The skill isn’t as easily identifiable as that of a great dock skipper; Davy Hite pointed that out yesterday. When you stand shoulder to shoulder with a guy and watch him slip a bait by a motor and under the back of a pontoon boat, it’s quite impressive. Especially if you’re one of the 99.9% of anglers that can’t do it. And that translates to TV well, an easy thing for a cameraman to catch.
But when the camera can only capture the back of a guy’s neck as he casts, seemingly aimlessly out into open water in a random direction, the skill doesn’t translate to the screen.
I have stood shoulder to shoulder with a guy though and done this deal most of the Elites are doing this week, once. It was with Opens EQ Pro Tom Frink during a day gathering content. I hadn’t seen this done in person yet, and he invited me up on deck to try my hand at it with him. He had the fish dialed in at 15- to 25- feet. He was throwing a small jighead minnow out and letting it fall and then swimming it just above the fish. The same technique we’re seeing most of the guys use this week on Champlain.

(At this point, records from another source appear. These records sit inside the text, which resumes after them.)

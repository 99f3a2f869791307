//! # Unit lifecycle status.
//!
//! ```text
//! Queued ──► Scheduled ──► Running ──► Done
//! ```
//!
//! Transitions only move forward; `started_at` is stamped on entering
//! `Running`, `finished_at` on entering `Done`.

use std::fmt;

use chrono::{DateTime, Local};

/// Lifecycle state of a registered unit.
#[derive(Debug, Clone, Copy, PartialEq, Eq, PartialOrd, Ord, Hash)]
pub enum UnitState {
    /// Accepted, not yet picked up by a run.
    Queued,
    /// Has an execution context, waits for a permit.
    Scheduled,
    /// Holds a permit and executes.
    Running,
    /// Result recorded.
    Done,
}

impl UnitState {
    /// Label used in status lines.
    pub fn as_label(&self) -> &'static str {
        match self {
            UnitState::Queued => "queue",
            UnitState::Scheduled => "scheduled",
            UnitState::Running => "doing",
            UnitState::Done => "done",
        }
    }
}

impl fmt::Display for UnitState {
    fn fmt(&self, f: &mut fmt::Formatter<'_>) -> fmt::Result {
        f.write_str(self.as_label())
    }
}

/// State plus wall-clock timestamps of one unit.
#[derive(Debug, Clone, Copy, PartialEq, Eq)]
pub struct Status {
    pub state: UnitState,
    pub started_at: Option<DateTime<Local>>,
    pub finished_at: Option<DateTime<Local>>,
}

impl Default for Status {
    fn default() -> Self {
        Self {
            state: UnitState::Queued,
            started_at: None,
            finished_at: None,
        }
    }
}

impl Status {
    /// Moves to `next` if it is later in the lifecycle; returns whether it moved.
    pub(crate) fn advance(&mut self, next: UnitState) -> bool {
        if next <= self.state {
            return false;
        }
        self.state = next;
        match next {
            UnitState::Running => self.started_at = Some(Local::now()),
            UnitState::Done => self.finished_at = Some(Local::now()),
            UnitState::Queued | UnitState::Scheduled => {}
        }
        true
    }

    /// Renders `name, label, begin, end`; unset timestamps render as `0`.
    pub fn line(&self, name: &str) -> String {
        format!(
            "{name}, {}, {}, {}",
            self.state.as_label(),
            render(self.started_at),
            render(self.finished_at)
        )
    }
}

fn render(at: Option<DateTime<Local>>) -> String {
    match at {
        Some(t) => format!(
            "{}.{:04}",
            t.format("%Y-%m-%d %H:%M:%S"),
            t.timestamp_subsec_micros() / 100
        ),
        None => "0".to_owned(),
    }
}

#[cfg(test)]
mod tests {
    use super::*;

    #[test]
    fn transitions_are_monotonic() {
        let mut st = Status::default();
        assert!(st.advance(UnitState::Running));
        assert!(st.started_at.is_some());
        assert!(!st.advance(UnitState::Scheduled));
        assert_eq!(st.state, UnitState::Running);
        assert!(st.advance(UnitState::Done));
        assert!(st.finished_at >= st.started_at);
    }

    #[test]
    fn queued_line_renders_zero_timestamps() {
        assert_eq!(Status::default().line("a"), "a, queue, 0, 0");
    }

    #[test]
    fn done_line_has_four_fraction_digits() {
        let mut st = Status::default();
        st.advance(UnitState::Running);
        st.advance(UnitState::Done);
        let line = st.line("b");
        let parts: Vec<&str> = line.split(", ").collect();
        assert_eq!(parts[1], "done");
        let frac = parts[2].rsplit('.').next().unwrap();
        assert_eq!(frac.len(), 4);
        assert_eq!(parts[2].len(), "2006-01-02 15:04:05.0000".len());
    }
}
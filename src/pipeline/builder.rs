//! # Pipeline builder: stage list with shape validation on append.
//!
//! ```text
//! Empty ──set name──► Building ──append ok──► Ready ──append ok──► Ready
//!   │                    │                      │
//!   └──────── append fails (stored error) ──────┴──► Failed (frozen)
//! ```
//!
//! For stage `i > 0` the previous stage's output kinds followed by the kinds
//! of this stage's bound arguments must equal the handler's parameter kinds,
//! position by position. Stage 0 sees only its bound arguments.

use crate::error::PipelineError;
use crate::invoke::{Handler, Kind, Value, kinds_of};

/// One validated pipeline stage.
#[derive(Debug, Clone)]
pub struct Stage {
    handler: Handler,
    bound_args: Vec<Value>,
    output_kinds: Vec<Kind>,
}

impl Stage {
    pub fn handler(&self) -> &Handler {
        &self.handler
    }

    /// Arguments appended after the previous stage's outputs.
    pub fn bound_args(&self) -> &[Value] {
        &self.bound_args
    }

    /// Kinds this stage hands to the next one.
    pub fn output_kinds(&self) -> &[Kind] {
        &self.output_kinds
    }
}

/// Observable state of a builder.
#[derive(Debug, Clone, Copy, PartialEq, Eq)]
pub enum BuilderState {
    /// No name, no stages.
    Empty,
    /// Named, no stages yet.
    Building,
    /// At least one valid stage.
    Ready,
    /// An append failed; further appends are no-ops.
    Failed,
}

/// Ordered stages plus the first validation error, if any.
#[derive(Debug, Default)]
pub struct PipelineBuilder {
    task_name: Option<String>,
    stages: Vec<Stage>,
    error: Option<PipelineError>,
}

impl PipelineBuilder {
    pub fn new() -> Self {
        Self::default()
    }

    pub fn state(&self) -> BuilderState {
        if self.error.is_some() {
            BuilderState::Failed
        } else if !self.stages.is_empty() {
            BuilderState::Ready
        } else if self.task_name.is_some() {
            BuilderState::Building
        } else {
            BuilderState::Empty
        }
    }

    pub fn task_name(&self) -> Option<&str> {
        self.task_name.as_deref()
    }

    pub fn set_task_name(&mut self, name: impl Into<String>) {
        self.task_name = Some(name.into());
    }

    pub fn stages(&self) -> &[Stage] {
        &self.stages
    }

    /// The stored validation error.
    pub fn error(&self) -> Option<&PipelineError> {
        self.error.as_ref()
    }

    /// Appends a stage after validating it against the chain so far.
    ///
    /// # Errors
    /// The stored error if the builder is already `Failed`; otherwise the
    /// validation error, which is also stored and freezes the builder.
    pub fn append(&mut self, handler: Value, bound_args: Vec<Value>) -> Result<(), PipelineError> {
        if let Some(err) = &self.error {
            return Err(err.clone());
        }
        match self.validate(handler, bound_args) {
            Ok(stage) => {
                self.stages.push(stage);
                Ok(())
            }
            Err(err) => {
                self.error = Some(err.clone());
                Err(err)
            }
        }
    }

    /// Stores `err` unless an error is already stored.
    pub(crate) fn fail(&mut self, err: PipelineError) {
        self.error.get_or_insert(err);
    }

    /// Clears stages, bound arguments, output kinds, error and name.
    pub fn reset(&mut self) {
        self.task_name = None;
        self.stages.clear();
        self.error = None;
    }

    fn validate(&self, handler: Value, bound_args: Vec<Value>) -> Result<Stage, PipelineError> {
        let stage = self.stages.len();
        let handler = handler
            .into_handler()
            .map_err(|kind| PipelineError::InvalidCallable { stage, kind })?;
        let bound = kinds_of(&bound_args);

        match self.stages.last() {
            None => {
                if handler.params() != bound.as_slice() {
                    return Err(PipelineError::SignatureMismatch {
                        stage,
                        expected: handler.params().to_vec(),
                        actual: bound,
                    });
                }
            }
            Some(prev) => {
                let supplied: Vec<Kind> = prev
                    .output_kinds
                    .iter()
                    .chain(bound.iter())
                    .copied()
                    .collect();
                if supplied.len() != handler.arity() {
                    return Err(PipelineError::ChainArityMismatch {
                        stage,
                        outputs: prev.output_kinds.len(),
                        bound: bound.len(),
                        expected: handler.arity(),
                    });
                }
                let mismatch = handler
                    .params()
                    .iter()
                    .zip(&supplied)
                    .enumerate()
                    .find(|(_, (expected, actual))| expected != actual);
                if let Some((index, (expected, actual))) = mismatch {
                    return Err(PipelineError::ChainTypeMismatch {
                        stage,
                        index,
                        expected: *expected,
                        actual: *actual,
                    });
                }
            }
        }

        Ok(Stage {
            output_kinds: handler.returns().to_vec(),
            handler,
            bound_args,
        })
    }
}
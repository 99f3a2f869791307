//! # Weighted admission gate.
//!
//! [`WeightedGate`] bounds the total weight of in-flight work. Admission hands
//! out a [`GatePermit`]; dropping or releasing the permit returns its weight.
//!
//! ```text
//! acquire(w, token)
//!   ├─► w > capacity?  ──► CapacityExceeded (immediately, never waits)
//!   └─► select! {
//!         semaphore.acquire_many_owned(w) ──► Ok(GatePermit)
//!         token.cancelled()               ──► Cancelled
//!       }
//! ```
//!
//! ## Rules
//! - `in_flight() <= capacity()` at all times.
//! - A failed or cancelled wait has no side effect.
//! - Permits release on every exit path, panics included (RAII).
//! - No fairness contract between waiters of different weights.

use std::sync::Arc;

use tokio::select;
use tokio::sync::{OwnedSemaphorePermit, Semaphore};
use tokio_util::sync::CancellationToken;

use crate::error::GateError;

/// Counting gate over a fixed capacity.
#[derive(Debug, Clone)]
pub struct WeightedGate {
    sem: Arc<Semaphore>,
    capacity: u32,
}

/// Admission for some weight; returns it when dropped.
#[derive(Debug)]
#[must_use = "dropping the permit releases its weight immediately"]
pub struct GatePermit {
    permit: OwnedSemaphorePermit,
}

impl GatePermit {
    /// Weight held by this permit.
    pub fn weight(&self) -> u32 {
        u32::try_from(self.permit.num_permits()).unwrap_or(u32::MAX)
    }

    /// Returns the weight to the gate.
    pub fn release(self) {
        drop(self);
    }
}

impl WeightedGate {
    /// Creates a gate admitting at most `capacity` weight (at least 1, at most what a semaphore and `u32` hold).
    pub fn new(capacity: usize) -> Self {
        let capacity = capacity.clamp(1, Semaphore::MAX_PERMITS);
        let capacity = u32::try_from(capacity).unwrap_or(u32::MAX);
        Self {
            sem: Arc::new(Semaphore::new(capacity as usize)),
            capacity,
        }
    }

    /// Total weight the gate admits at once.
    pub fn capacity(&self) -> u32 {
        self.capacity
    }

    /// Weight currently free.
    pub fn available(&self) -> u32 {
        u32::try_from(self.sem.available_permits()).unwrap_or(u32::MAX)
    }

    /// Weight currently held by permits.
    pub fn in_flight(&self) -> u32 {
        self.capacity.saturating_sub(self.available())
    }

    /// Admits `weight` if it fits right now.
    pub fn try_acquire(&self, weight: u32) -> Option<GatePermit> {
        if weight > self.capacity {
            return None;
        }
        Arc::clone(&self.sem)
            .try_acquire_many_owned(weight)
            .ok()
            .map(|permit| GatePermit { permit })
    }

    /// Waits until `weight` fits or `token` is cancelled.
    ///
    /// # Errors
    /// - [`GateError::CapacityExceeded`] if `weight > capacity` (checked before waiting)
    /// - [`GateError::Cancelled`] if `token` fires first
    /// - [`GateError::Closed`] if the gate was closed
    pub async fn acquire(
        &self,
        weight: u32,
        token: &CancellationToken,
    ) -> Result<GatePermit, GateError> {
        if weight > self.capacity {
            return Err(GateError::CapacityExceeded {
                requested: weight,
                capacity: self.capacity,
            });
        }
        if token.is_cancelled() {
            return Err(GateError::Cancelled);
        }

        let permit_future = Arc::clone(&self.sem).acquire_many_owned(weight);
        tokio::pin!(permit_future);

        select! {
            res = &mut permit_future => {
                res.map(|permit| GatePermit { permit }).map_err(|_closed| GateError::Closed)
            }
            _ = token.cancelled() => Err(GateError::Cancelled),
        }
    }

    /// Closes the gate: current waiters and future `acquire` calls fail with `Closed`.
    pub fn close(&self) {
        self.sem.close();
    }
}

I tried to do it with him, tossing out the same bait on one of his rods, and I’d miss the fish by 15 feet or more, while he was able to hit the fish right on top of the head. If the accuracy of the cast was enough to initiate a strike, Frink would swim the straight-tail bait back on an even plane, lightly twitching his rod until the trailing fish overtook the bait. It was quite impressive to watch him accurately target the fish and talk them into biting. There was certainly skill involved. And in this setting, the wind was slack and the bass were fairly stable.
On Champlain this week, there’s been strong current, strong winds and fish shooting up and down all through the top 50 feet of water column. Hitting one of these fish on the head, while they’re racing about underneath the water, and while the transducer is in the air between each wave, that takes skill. It’s not the same skill. Perhaps there’s less intuition involved. But certainly a deep and intimate understanding of the behavior of a bass.
Regardless, for a guy like Kyoya Fujita to leave his home in Japan, come to America and on top of all that, be able to take a 1/8-ounce jighead and hit a bass on the head suspended 15 feet below the surface, 80 feet from the boat in the wide open abyss, that’s impressive. That takes skill. And credit is due him for that.